£38m funding pot needed to set-up new unitary council, Richmondshire councillors told

County Hall, Northallerton.

A £38 million funding pot, with contributions from all North Yorkshire’s main eight councils, should be created to cover the cost of local government reorganisation, it has been claimed.

A meeting of North Yorkshire County Council’s executive heard the total cost of forming a unitary authority remained uncertain, but it had been forecast by setting aside £38 million, the investment would achieve the same level of savings.

News of the potential total cost to council taxpayers has drawn astonishment from some district councillors. The total cost of services that Richmondshire District Council provides in 2021/22 will be £21.6 million.

Catterick and Brompton-on-Swale councillor Lesley Rowe said: “The cost savings in my opinion are an illusion.

“The councillors of the new authority will spend a huge amount on travel, getting to know areas and still won’t be able to do an effective job, especially in areas like planning, which need a strong local knowledge.”

Should the funding pot level be agreed by all councils, it would be equivalent to 20,312 annual Hambleton district band D council tax bills, but the county council’s executive member for finance Councillor Gareth Dadd said in the long-term the costs of reorganisation would be clawed back.

He told the meeting while the reorganisation aimed to see service improvements and cut confusion for residents, the overriding principle was about unlocking potential financial gains.

The meeting heard a study by PriceWaterhouseCoopers to identify the potential costs and savings had identified ongoing savings from a single unitary authority of between £31.9 million to £68.5 million a year.
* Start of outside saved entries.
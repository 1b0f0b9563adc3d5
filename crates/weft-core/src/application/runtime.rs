//! Engine runtime
//!
//! Wires the application services over a graph store and a message bus
//! and exposes the message-handling entry point used by whatever consumer
//! loop the embedder provisions. Each handler is decode -> validate ->
//! resolve -> act; failures are terminal (acknowledged, never requeued).

use std::sync::Arc;

use serde_json::Value;

use crate::application::dependants::DependantTrigger;
use crate::application::materializer::InstanceMaterializer;
use crate::application::propagation::ResultPropagationEngine;
use crate::application::readiness::ReadinessEngine;
use crate::application::registry::SpecRegistry;
use crate::domain::bus::MessageBus;
use crate::domain::component_spec::{ComponentDecl, ComponentHash};
use crate::domain::graph::{EdgeId, GraphStore};
use crate::domain::instance::{InstanceId, MaterializedInstance};
use crate::domain::messages::{
    subjects, CreateInstance, ResultComputed, StartDependants, StartInstance,
};
use crate::CoreError;

/// What `handle_message` did with a message
#[derive(Debug, Clone, Copy, PartialEq, Eq)]
pub enum HandleOutcome {
    /// The subject belongs to the engine and was processed
    Handled,

    /// The subject belongs to an external collaborator (compute workers,
    /// completion listeners); the engine leaves it alone
    Ignored,
}

/// The main API the engine exposes to embedders
pub struct EngineRuntime {
    registry: SpecRegistry,
    materializer: InstanceMaterializer,
    readiness: ReadinessEngine,
    propagation: ResultPropagationEngine,
    dependants: DependantTrigger,
}

impl EngineRuntime {
    /// Wire the engine over a graph store and a message bus
    pub fn new(graph: Arc<dyn GraphStore>, bus: Arc<dyn MessageBus>) -> Self {
        Self {
            registry: SpecRegistry::new(graph.clone()),
            materializer: InstanceMaterializer::new(graph.clone()),
            readiness: ReadinessEngine::new(graph.clone(), bus.clone()),
            propagation: ResultPropagationEngine::new(graph.clone(), bus.clone()),
            dependants: DependantTrigger::new(graph, bus),
        }
    }

    /// Register a component spec (idempotent per content hash)
    pub async fn register_component(
        &self,
        decl: &ComponentDecl,
    ) -> Result<ComponentHash, CoreError> {
        self.registry.register_component(decl).await
    }

    /// Materialize an instance tree for a registered spec
    pub async fn create_instance(
        &self,
        component_hash: &ComponentHash,
        instance_id: InstanceId,
    ) -> Result<MaterializedInstance, CoreError> {
        self.materializer.create(component_hash, instance_id).await
    }

    /// Start an instance and, transitively, its import tree
    pub async fn start_instance(&self, instance_id: &InstanceId) -> Result<(), CoreError> {
        self.readiness.start(instance_id).await
    }

    /// Record a computed result and propagate its consequences
    pub async fn on_result_computed(&self, msg: &ResultComputed) -> Result<(), CoreError> {
        self.propagation.on_result_computed(msg).await
    }

    /// Start dependants of a provided state edge
    pub async fn start_dependants(&self, msg: &StartDependants) -> Result<(), CoreError> {
        self.dependants.start_dependants(msg).await
    }

    /// External provide-data action for a WAITING data node
    pub async fn provide_data(
        &self,
        instance_id: &InstanceId,
        state_id: EdgeId,
        payload: Option<Value>,
    ) -> Result<(), CoreError> {
        self.propagation
            .provide_data(instance_id, state_id, payload)
            .await
    }

    /// External provide-data action for the spec's deferred node
    pub async fn provide_deferred(
        &self,
        instance_id: &InstanceId,
        payload: Option<Value>,
    ) -> Result<(), CoreError> {
        self.propagation.provide_deferred(instance_id, payload).await
    }

    /// Dispatch one bus message to its handler
    ///
    /// Start commands and completion signals are consumed by external
    /// collaborators and reported as [`HandleOutcome::Ignored`]; a
    /// subject the platform does not know at all is a structural error.
    pub async fn handle_message(
        &self,
        subject: &str,
        payload: Value,
    ) -> Result<HandleOutcome, CoreError> {
        match subject {
            subjects::INSTANCE_CREATE => {
                let msg: CreateInstance = serde_json::from_value(payload)?;
                self.materializer
                    .create(&msg.component_hash, msg.instance_id)
                    .await?;
                Ok(HandleOutcome::Handled)
            }
            subjects::INSTANCE_START => {
                let msg: StartInstance = serde_json::from_value(payload)?;
                self.readiness.start(&msg.instance_id).await?;
                Ok(HandleOutcome::Handled)
            }
            subjects::INSTANCE_START_DEPENDANTS => {
                let msg: StartDependants = serde_json::from_value(payload)?;
                self.dependants.start_dependants(&msg).await?;
                Ok(HandleOutcome::Handled)
            }
            subjects::INSTANCE_RESULT_COMPUTED => {
                let msg: ResultComputed = serde_json::from_value(payload)?;
                self.propagation.on_result_computed(&msg).await?;
                Ok(HandleOutcome::Handled)
            }
            subjects::DATA_START | subjects::TASK_START | subjects::STATE_MACHINE_COMPLETED => {
                Ok(HandleOutcome::Ignored)
            }
            other => Err(CoreError::PreconditionInvalid(format!(
                "Unknown message subject: {}",
                other
            ))),
        }
    }
}

#[cfg(test)]
mod tests {
    use super::*;
    use crate::domain::bus::memory::MemoryMessageBus;
    use crate::domain::component_spec::{NodeDecl, NodePath};
    use crate::domain::graph::memory::MemoryGraphStore;
    use serde_json::json;

    fn runtime() -> (EngineRuntime, Arc<MemoryMessageBus>) {
        let graph = Arc::new(MemoryGraphStore::new());
        let bus = Arc::new(MemoryMessageBus::new());
        (EngineRuntime::new(graph, bus.clone()), bus)
    }

    fn simple_decl() -> ComponentDecl {
        ComponentDecl {
            name: "simple".to_string(),
            tasks: vec![],
            data: vec![NodeDecl {
                name: "only".to_string(),
                compute_ref: "compute/only".to_string(),
                dependencies: vec![],
                injections: vec![],
            }],
            deferred: "go".to_string(),
            imports: vec![],
        }
    }

    #[tokio::test]
    async fn test_create_and_start_via_messages() {
        let (runtime, bus) = runtime();
        let hash = runtime.register_component(&simple_decl()).await.unwrap();

        let outcome = runtime
            .handle_message(
                subjects::INSTANCE_CREATE,
                json!({"componentHash": hash.0, "instanceId": "inst-1"}),
            )
            .await
            .unwrap();
        assert_eq!(outcome, HandleOutcome::Handled);

        let outcome = runtime
            .handle_message(subjects::INSTANCE_START, json!({"instanceId": "inst-1"}))
            .await
            .unwrap();
        assert_eq!(outcome, HandleOutcome::Handled);

        assert_eq!(bus.published_on(subjects::DATA_START).await.len(), 1);
    }

    #[tokio::test]
    async fn test_missing_field_is_precondition_required() {
        let (runtime, _bus) = runtime();
        let err = runtime
            .handle_message(subjects::INSTANCE_START, json!({}))
            .await
            .unwrap_err();
        assert!(matches!(err, CoreError::PreconditionRequired(_)));
    }

    #[tokio::test]
    async fn test_unknown_subject_is_precondition_invalid() {
        let (runtime, _bus) = runtime();
        let err = runtime
            .handle_message("componentInstance.destroy", json!({}))
            .await
            .unwrap_err();
        assert!(matches!(err, CoreError::PreconditionInvalid(_)));
    }

    #[tokio::test]
    async fn test_worker_subjects_are_ignored() {
        let (runtime, _bus) = runtime();
        for subject in [
            subjects::DATA_START,
            subjects::TASK_START,
            subjects::STATE_MACHINE_COMPLETED,
        ] {
            let outcome = runtime.handle_message(subject, json!({})).await.unwrap();
            assert_eq!(outcome, HandleOutcome::Ignored);
        }
    }

    #[tokio::test]
    async fn test_unregistered_hash_create_fails() {
        let (runtime, _bus) = runtime();
        let err = runtime
            .handle_message(
                subjects::INSTANCE_CREATE,
                json!({"componentHash": "blake3:nope", "instanceId": "inst-1"}),
            )
            .await
            .unwrap_err();
        assert!(matches!(err, CoreError::ComponentNotFound(_)));
    }

    #[tokio::test]
    async fn test_worked_example_scenario() {
        // Spec S: dataIn (no deps), taskT (deps=[data.dataIn])
        let (runtime, bus) = runtime();
        let decl = ComponentDecl {
            name: "S".to_string(),
            tasks: vec![NodeDecl {
                name: "taskT".to_string(),
                compute_ref: "compute/taskT".to_string(),
                dependencies: vec![NodePath::parse("data.dataIn").unwrap()],
                injections: vec![],
            }],
            data: vec![NodeDecl {
                name: "dataIn".to_string(),
                compute_ref: "compute/dataIn".to_string(),
                dependencies: vec![],
                injections: vec![],
            }],
            deferred: "go".to_string(),
            imports: vec![],
        };
        let hash = runtime.register_component(&decl).await.unwrap();
        let id = InstanceId("I".to_string());
        runtime.create_instance(&hash, id.clone()).await.unwrap();

        // start(I) dispatches dataIn's start only
        runtime.start_instance(&id).await.unwrap();
        assert_eq!(bus.published_on(subjects::DATA_START).await.len(), 1);
        assert!(bus.published_on(subjects::TASK_START).await.is_empty());

        // dataIn computed: no completion yet, taskT becomes startable
        runtime
            .on_result_computed(&ResultComputed {
                instance_id: id.clone(),
                node_type: crate::domain::component_spec::NodeKind::Data,
                name: "dataIn".to_string(),
                result: Some(json!({"v": 1})),
            })
            .await
            .unwrap();
        assert!(bus.published_on(subjects::STATE_MACHINE_COMPLETED).await.is_empty());

        // Drive the queued messages the way a consumer would
        while let Some((subject, payload)) = bus.pop().await {
            let _ = runtime.handle_message(&subject, payload).await.unwrap();
        }
        assert_eq!(bus.published_on(subjects::TASK_START).await.len(), 1);

        // taskT computed: the machine completes
        runtime
            .on_result_computed(&ResultComputed {
                instance_id: id.clone(),
                node_type: crate::domain::component_spec::NodeKind::Task,
                name: "taskT".to_string(),
                result: Some(json!({"v": 2})),
            })
            .await
            .unwrap();
        assert_eq!(bus.published_on(subjects::STATE_MACHINE_COMPLETED).await.len(), 1);
    }
}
Coun Dadd said a return of six per cent from alternative investments would be considered satisfactory, but a sum of £38 million invested into local government reorganisation was likely to achieve a return of about 100 per cent.

He said: “It would be very easy for people to say you’ve got a unitary authority and it’s going to end up costing us £38 million to achieve it.

“But the other side of the coin is that will realise, or should realise savings of anything from £30 million to up to £70 million.

“I can’t repeat that enough because the headline figure is quite startling. I’m not saying for one minute that we will need £38 million. I’m saying the money is there should it be needed. ”

He said drawing on the fund would be subject to a system of scrutiny and the funding would not represent “an open-ended cheque”.

He added: “My ambition is to give that new authority the best possible start in life. I make a plea to future members of the new unitary that they hold that new unitary’s feet to the fire to deliver those savings that are possible.

“For the first time in four or five generations we will have some slack, some equity to start having proper debates about what we do with council taxpayers’ money.

“Over the last ten or 15 years I would suggest we have had limited ability to do that. Hopefully the sunny uplands will look that bit sunnier should we get this flying.”

The meeting was told given the financial volatility the local authority was facing, due to Covid, market conditions, supplier issues and demand for services, the council would need to review the funding in the coming months and the funding pot total could go down to pay for other issues, such as social care.

The meeting heard the county council would ringfence £34.1m of its reserves, much of which was set aside to cover the cost of the pandemic, for the funding pot.

After the meeting Richmondshire District Council’s leader, Councillor Angie Dale described the reorganisation as “a mammoth task” and the potential cost as “absolutely crazy”.

She said: “When you think of the budget that Richmondshire District Council runs on it is a massive amount.

“When we looked at the east-west model we said there would be savings, but were savings that you wouldn’t actually see as they would have to be reinvested.

“Hopefully they will get it right. The impact of this will still be going on four or six years down the line, the same as Durham.

“It’s not a quick fix, but we need to work together to get the best results for our areas, council staff and residents. There’s been enough negativity, we just need to move forward.”